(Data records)

***

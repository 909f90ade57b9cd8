//! # Grid Geometry
//!
//! Discrete line tracing and visibility tests on the tile grid.

use crate::world::{Grid, Position};

/// Traces a 4-connected line from `from` to `to`, both endpoints included.
///
/// Every consecutive pair of cells differs by one cardinal step, so the result
/// always has exactly `manhattan_distance + 1` cells. At each step the axis
/// whose next cell boundary lies closer along the ideal segment advances
/// first; exact ties advance `y`.
///
/// # Examples
///
/// ```
/// use floorplan::{Position, trace_line};
///
/// let line = trace_line(Position::new(0, 0), Position::new(3, 1));
/// assert_eq!(line.len(), 5);
/// assert_eq!(line[0], Position::new(0, 0));
/// assert_eq!(line[4], Position::new(3, 1));
/// ```
pub fn trace_line(from: Position, to: Position) -> Vec<Position> {
    let dx = i64::from(from.x.abs_diff(to.x));
    let dy = i64::from(from.y.abs_diff(to.y));
    let sx = if to.x >= from.x { 1 } else { -1 };
    let sy = if to.y >= from.y { 1 } else { -1 };

    let mut cells = Vec::with_capacity((dx + dy + 1) as usize);
    let mut current = from;
    cells.push(current);

    let (mut ix, mut iy) = (0_i64, 0_i64);
    while ix < dx || iy < dy {
        if (1 + 2 * ix) * dy < (1 + 2 * iy) * dx {
            current.x += sx;
            ix += 1;
        } else {
            current.y += sy;
            iy += 1;
        }
        cells.push(current);
    }

    cells
}

/// Checks that every cell on the traced line between two points is walkable.
pub fn has_line_of_sight(grid: &Grid, from: Position, to: Position) -> bool {
    trace_line(from, to)
        .into_iter()
        .all(|pos| grid.get(pos).is_walkable())
}
//! # Deterministic RNG
//!
//! Explicit-state random source threaded through every generation call.
//! There is no ambient randomness anywhere in the crate: every random
//! decision draws from a [`GenRng`] handed in by the caller.

use rand::rngs::StdRng;
use rand::{Rng, SeedableRng};

/// Seeded random source.
///
/// # Examples
///
/// ```
/// use floorplan::GenRng;
///
/// let mut a = GenRng::from_seed(7);
/// let mut b = GenRng::from_seed(7);
/// assert_eq!(a.range_inclusive(0, 100), b.range_inclusive(0, 100));
/// ```
#[derive(Debug, Clone)]
pub struct GenRng {
    seed: u64,
    inner: StdRng,
}

impl GenRng {
    /// Creates a generator whose whole stream is determined by `seed`.
    pub fn from_seed(seed: u64) -> Self {
        Self {
            seed,
            inner: StdRng::seed_from_u64(seed),
        }
    }

    /// The seed this generator was created from.
    pub fn seed(&self) -> u64 {
        self.seed
    }

    /// Returns true with probability `p`. Values outside `[0, 1]` saturate.
    pub fn chance(&mut self, p: f64) -> bool {
        if !(p > 0.0) {
            return false;
        }
        if p >= 1.0 {
            return true;
        }
        self.inner.gen_bool(p)
    }

    /// Uniform integer in `lo..=hi`. Returns `lo` when the range is empty.
    pub fn range_inclusive(&mut self, lo: u32, hi: u32) -> u32 {
        if hi <= lo {
            return lo;
        }
        self.inner.gen_range(lo..=hi)
    }

    /// Uniform signed integer in `lo..=hi`. Returns `lo` when the range is empty.
    pub fn range_i32(&mut self, lo: i32, hi: i32) -> i32 {
        if hi <= lo {
            return lo;
        }
        self.inner.gen_range(lo..=hi)
    }

    /// Uniform float in `[0, 1)`.
    pub fn unit(&mut self) -> f64 {
        self.inner.gen::<f64>()
    }

    /// Uniform float in `[-1, 1)`.
    pub fn signed_unit(&mut self) -> f64 {
        self.unit() * 2.0 - 1.0
    }

    /// Derives an independent child stream.
    ///
    /// The child depends only on this generator's seed and `stream`, never on
    /// how much of the parent stream has been consumed.
    pub fn fork(&self, stream: u64) -> GenRng {
        GenRng::from_seed(mix_seed_stream(self.seed, stream))
    }
}

fn mix_seed_stream(seed: u64, stream: u64) -> u64 {
    let mut mixed = seed ^ stream.wrapping_mul(0xD6E8_FD9A_5B89_7A4D);
    mixed ^= mixed >> 33;
    mixed = mixed.wrapping_mul(0xFF51_AFD7_ED55_8CCD);
    mixed ^= mixed >> 33;
    mixed = mixed.wrapping_mul(0xC4CE_B9FE_1A85_EC53);
    mixed ^ (mixed >> 33)
}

***

* Assignment
The expected result is every line above containing the string "crate".

* Response to this task
use crate::world::{Grid, Position};
//! There is no ambient randomness anywhere in the crate: every random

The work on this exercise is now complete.